Realidade Invisível
- Marília de Dirceu
- 20 de mar.
- 1 min de leitura
Acordo numa manhã de segunda-feira do mesmo jeito de sempre, com o ensurdecedor som do alarme, sendo o único capaz de me despertar, programado para às sete horas da manhã. Apesar disso, ao me levantar sinto que possa ser um dia diferente, algo especial pode acontecer, posso ouvir os pássaros cantando, às crianças rindo e a felicidade chegando a mim.
Me perfumo com a minha fragrância mais cara. Pode ser que eu passe pelo amor da minha vida no caminho para o trabalho. E o trabalho? Visto a minha melhor roupa, porque pode ser que o meu chefe me dê uma promoção e,por isso preciso estar apresentável. Preparo o melhor café da manhã que tive em meses, um daqueles digno de novela, e consumo enquanto assisto um ótimo programa matinal.
Ao sair pela rua, quase que saltitante, vejo uma senhora com seu cachorro e aceno pra ela, a mesma não me responde. Pode ser que não tenha visto. Ao pegar o ônibus um homem esbarra em mim abruptamente para conseguir seu lugar no transporte. Totalmente desrespeitoso! Quando chego ao trabalho, meu supervisor me avisa que, por conta de uma demissão em massa, minha demanda aumentou em três vezes.
— Marília de Dirceu

O recalque do texto parece se apresentar na rotina do personagem, em uma vontade de se ver fora da repetição. Bom texto.

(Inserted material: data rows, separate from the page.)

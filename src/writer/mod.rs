//! # Writers
//!
//! A writer receives geometry and field blocks per patch and serializes one mesh per time step.
//! The calls arrive in a fixed pattern for every step: any number of
//! [`update_geometry`](Writer::update_geometry) and [`update_field`](Writer::update_field), then
//! [`add_time`](Writer::add_time) and [`finalize_step`](Writer::finalize_step). When all steps are
//! done [`close`](Writer::close) finishes files that span the whole run.
//!
//! State carries over between steps: a patch whose geometry did not change is not sent again and
//! the writer keeps emitting its previous nodes and cells. A patch that is no longer shown by
//! any basis is dropped with [`remove_geometry`](Writer::remove_geometry), together with its
//! field blocks.
//!
//! Writers are selected by format name through an explicit registry ([`WRITERS`]):
//!
//! | format | writer | modes |
//! |--------|--------|-------|
//! | `vtk`  | [`VtkWriter`](legacy::VtkWriter) | ascii, binary |
//! | `vtu`  | [`VtuWriter`](xml::VtuWriter) | appended, ascii, binary |
//! | `pvd`  | [`PvdWriter`](pvd::PvdWriter) | appended, ascii, binary |

pub mod legacy;
pub mod pvd;
pub mod xml;

use crate::fields::pad_components;
use crate::geometry::UnstructuredPatch;
use crate::prelude::*;
use indexmap::IndexMap;
use ndarray::{concatenate, ArrayView2, Axis};
use std::collections::BTreeMap;
use std::path::{Path, PathBuf};

pub use legacy::VtkWriter;
pub use pvd::PvdWriter;
pub use xml::VtuWriter;

pub trait Writer {
    /// replace the geometry of a patch
    fn update_geometry(&mut self, patch: UnstructuredPatch, patch_id: PatchId) -> Result<(), Error>;

    /// stop writing a patch and all field data on it
    fn remove_geometry(&mut self, patch_id: PatchId) -> Result<(), Error>;

    /// replace the data of a field on a patch. `data` has one row per node (or cell when `cells`
    /// is set) of the patch
    fn update_field(
        &mut self,
        name: &str,
        data: Array2<f64>,
        cells: bool,
        patch_id: PatchId,
    ) -> Result<(), Error>;

    /// set the physical time of the current step
    fn add_time(&mut self, time: f64) -> Result<(), Error>;

    /// write the current step
    fn finalize_step(&mut self) -> Result<(), Error>;

    /// finish any output spanning all steps
    fn close(&mut self) -> Result<(), Error> {
        Ok(())
    }
}

/// constructs a writer for an output path. Implementations validate the output mode before
/// touching the file system.
pub type Factory = fn(&Path, &Config) -> Result<Box<dyn Writer>, Error>;

pub struct WriterEntry {
    pub name: &'static str,
    pub applicable: fn(&str) -> bool,
    pub create: Factory,
}

/// all writers, in the order they are tried
pub const WRITERS: &[WriterEntry] = &[
    WriterEntry {
        name: "VTK",
        applicable: |fmt| fmt.eq_ignore_ascii_case("vtk"),
        create: legacy::create,
    },
    WriterEntry {
        name: "VTU",
        applicable: |fmt| fmt.eq_ignore_ascii_case("vtu"),
        create: xml::create,
    },
    WriterEntry {
        name: "PVD",
        applicable: |fmt| fmt.eq_ignore_ascii_case("pvd"),
        create: pvd::create,
    },
];

/// the first registered writer that handles `format`
pub fn find_applicable(format: &str) -> Result<&'static WriterEntry, Error> {
    for entry in WRITERS {
        if (entry.applicable)(format) {
            log::info!("Using writer: {}", entry.name);
            return Ok(entry);
        }
        log::debug!("Rejecting writer: {}", entry.name);
    }
    Err(Error::UnknownFormat(format.to_string()))
}

/// construct the writer for `format` writing to `path`
pub fn create(format: &str, path: &Path, config: &Config) -> Result<Box<dyn Writer>, Error> {
    let entry = find_applicable(format)?;
    (entry.create)(path, config)
}

/// `dir/stem.ext` becomes `dir/stem-<step>.ext`
pub fn step_filename(path: &Path, step: usize) -> PathBuf {
    let stem = path
        .file_stem()
        .map(|s| s.to_string_lossy().into_owned())
        .unwrap_or_default();
    let name = match path.extension() {
        Some(ext) => format!("{}-{}.{}", stem, step, ext.to_string_lossy()),
        None => format!("{}-{}", stem, step),
    };
    path.with_file_name(name)
}

#[derive(Debug, Clone)]
struct FieldBlocks {
    cells: bool,
    data: BTreeMap<PatchId, Array2<f64>>,
}

/// Geometry and field blocks accumulated over the steps of a run
#[derive(Debug, Clone, Default)]
pub struct MeshState {
    patches: BTreeMap<PatchId, UnstructuredPatch>,
    fields: IndexMap<String, FieldBlocks>,
    time: Option<f64>,
    step: usize,
}

impl MeshState {
    pub fn update_geometry(&mut self, patch: UnstructuredPatch, patch_id: PatchId) {
        self.patches.insert(patch_id, patch);
    }

    pub fn remove_geometry(&mut self, patch_id: PatchId) {
        self.patches.remove(&patch_id);
        for blocks in self.fields.values_mut() {
            blocks.data.remove(&patch_id);
        }
    }

    pub fn update_field(&mut self, name: &str, data: Array2<f64>, cells: bool, patch_id: PatchId) {
        let blocks = self
            .fields
            .entry(name.to_string())
            .or_insert_with(|| FieldBlocks {
                cells,
                data: BTreeMap::new(),
            });
        blocks.cells = cells;
        blocks.data.insert(patch_id, data);
    }

    pub fn add_time(&mut self, time: f64) {
        self.time = Some(time);
    }

    /// index of the step being assembled
    pub fn step(&self) -> usize {
        self.step
    }

    /// the time value of the current step, falling back to the step index
    pub fn timestep(&self) -> f64 {
        self.time.unwrap_or(self.step as f64)
    }

    pub(crate) fn next_step(&mut self) {
        self.step += 1;
        self.time = None;
    }

    /// concatenate all patches in patch id order into one grid
    pub fn assemble(&self) -> Result<Grid, Error> {
        let nodes: Vec<Array2<f64>> = self
            .patches
            .values()
            .map(|patch| pad_components(patch.nodes.view(), 3, false))
            .collect();
        let views: Vec<ArrayView2<f64>> = nodes.iter().map(Array2::view).collect();
        let points = if views.is_empty() {
            Array2::zeros((0, 3))
        } else {
            concatenate(Axis(0), &views)?
        };

        let mut connectivity = Vec::new();
        let mut offsets = Vec::new();
        let mut types = Vec::new();
        let mut node_offset = 0;
        for patch in self.patches.values() {
            for cell in patch.cells.rows() {
                connectivity.extend(cell.iter().map(|node| node + node_offset));
                offsets.push(connectivity.len());
                types.push(patch.celltype.vtk_id());
            }
            node_offset += patch.num_nodes();
        }

        let mut point_data = Vec::new();
        let mut cell_data = Vec::new();
        for (name, blocks) in &self.fields {
            let array = self.assemble_field(name, blocks)?;
            if blocks.cells {
                cell_data.push((name.clone(), array));
            } else {
                point_data.push((name.clone(), array));
            }
        }

        Ok(Grid {
            points,
            connectivity,
            offsets,
            types,
            point_data,
            cell_data,
        })
    }

    fn assemble_field(&self, name: &str, blocks: &FieldBlocks) -> Result<Array2<f64>, Error> {
        let ncomps = blocks.data.values().map(Array2::ncols).max().unwrap_or(1);

        let mut parts = Vec::with_capacity(self.patches.len());
        let mut missing = 0;
        for (id, patch) in &self.patches {
            let expected = if blocks.cells {
                patch.num_cells()
            } else {
                patch.num_nodes()
            };
            match blocks.data.get(id) {
                Some(data) if data.nrows() != expected => {
                    return Err(Error::FieldSize {
                        field: name.to_string(),
                        patch: *id,
                        expected,
                        actual: data.nrows(),
                    })
                }
                Some(data) => parts.push(pad_components(data.view(), ncomps, false)),
                None => {
                    missing += 1;
                    parts.push(Array2::zeros((expected, ncomps)));
                }
            }
        }
        if missing > 0 {
            log::warn!(
                "Field {} has no data on {} patch(es), writing zeros there",
                name,
                missing
            );
        }

        let views: Vec<ArrayView2<f64>> = parts.iter().map(Array2::view).collect();
        if views.is_empty() {
            return Ok(Array2::zeros((0, ncomps)));
        }
        Ok(concatenate(Axis(0), &views)?)
    }
}

/// One step's worth of unstructured mesh, ready to be serialized
#[derive(Debug, Clone, PartialEq)]
pub struct Grid {
    /// node coordinates, `(num_points, 3)`
    pub points: Array2<f64>,
    /// node indices of all cells, back to back
    pub connectivity: Vec<usize>,
    /// end of every cell in `connectivity`
    pub offsets: Vec<usize>,
    /// VTK cell type of every cell
    pub types: Vec<u8>,
    pub point_data: Vec<(String, Array2<f64>)>,
    pub cell_data: Vec<(String, Array2<f64>)>,
}

impl Grid {
    pub fn num_points(&self) -> usize {
        self.points.nrows()
    }

    pub fn num_cells(&self) -> usize {
        self.types.len()
    }

    /// the cells as slices of node indices
    pub fn cells(&self) -> impl Iterator<Item = &[usize]> {
        let starts = std::iter::once(0).chain(self.offsets.iter().copied());
        starts
            .zip(self.offsets.iter().copied())
            .map(move |(start, end)| &self.connectivity[start..end])
    }
}

/// Element types that can be written to array sections
pub(crate) trait Numeric: Copy + num_traits::NumCast {
    /// name of the type in XML files
    const XML_TYPE: &'static str;
    /// name of the type in legacy files
    const LEGACY_TYPE: &'static str;

    fn extend_le_bytes(self, bytes: &mut Vec<u8>);

    fn extend_be_bytes(self, bytes: &mut Vec<u8>);

    fn push_ascii(self, out: &mut String);
}

impl Numeric for f64 {
    const XML_TYPE: &'static str = "Float64";
    const LEGACY_TYPE: &'static str = "double";

    fn extend_le_bytes(self, bytes: &mut Vec<u8>) {
        bytes.extend_from_slice(&self.to_le_bytes());
    }

    fn extend_be_bytes(self, bytes: &mut Vec<u8>) {
        bytes.extend_from_slice(&self.to_be_bytes());
    }

    fn push_ascii(self, out: &mut String) {
        let mut buffer = ryu::Buffer::new();
        out.push_str(buffer.format(self));
    }
}

macro_rules! impl_numeric_int {
    ($ty:ty, $xml:expr, $legacy:expr) => {
        impl Numeric for $ty {
            const XML_TYPE: &'static str = $xml;
            const LEGACY_TYPE: &'static str = $legacy;

            fn extend_le_bytes(self, bytes: &mut Vec<u8>) {
                bytes.extend_from_slice(&self.to_le_bytes());
            }

            fn extend_be_bytes(self, bytes: &mut Vec<u8>) {
                bytes.extend_from_slice(&self.to_be_bytes());
            }

            fn push_ascii(self, out: &mut String) {
                out.push_str(&self.to_string());
            }
        }
    };
}

impl_numeric_int!(i32, "Int32", "int");
impl_numeric_int!(i64, "Int64", "long");
impl_numeric_int!(u8, "UInt8", "unsigned_char");

/// convert indices to the integer type of a file format
pub(crate) fn cast_indices<N: Numeric>(values: &[usize]) -> Result<Vec<N>, Error> {
    values
        .iter()
        .map(|&v| {
            <N as num_traits::NumCast>::from(v).ok_or(Error::IndexOverflow {
                value: v,
                target: N::XML_TYPE,
            })
        })
        .collect()
}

Achei confusa a estrutura do texto, não entendi onde possa estar o recalque. Também me incomodou o excesso de crases mal colocadas
Texto interessante, no entanto senti falta da clareza do recalque. Ou talvez eu só não tenha entendido mesmo haha. Seria o recalque a variedade da vida? As chances de todos os dias acontecer coisas fora do nosso controle?
Achei o texto interessante. O recalque estaria sendo explorado na monotonia da vida?
O texto não trata muito bem o tema de recalque e não parece estar estruturado de forma muito concisa, mas é bem fluido e legal de ler.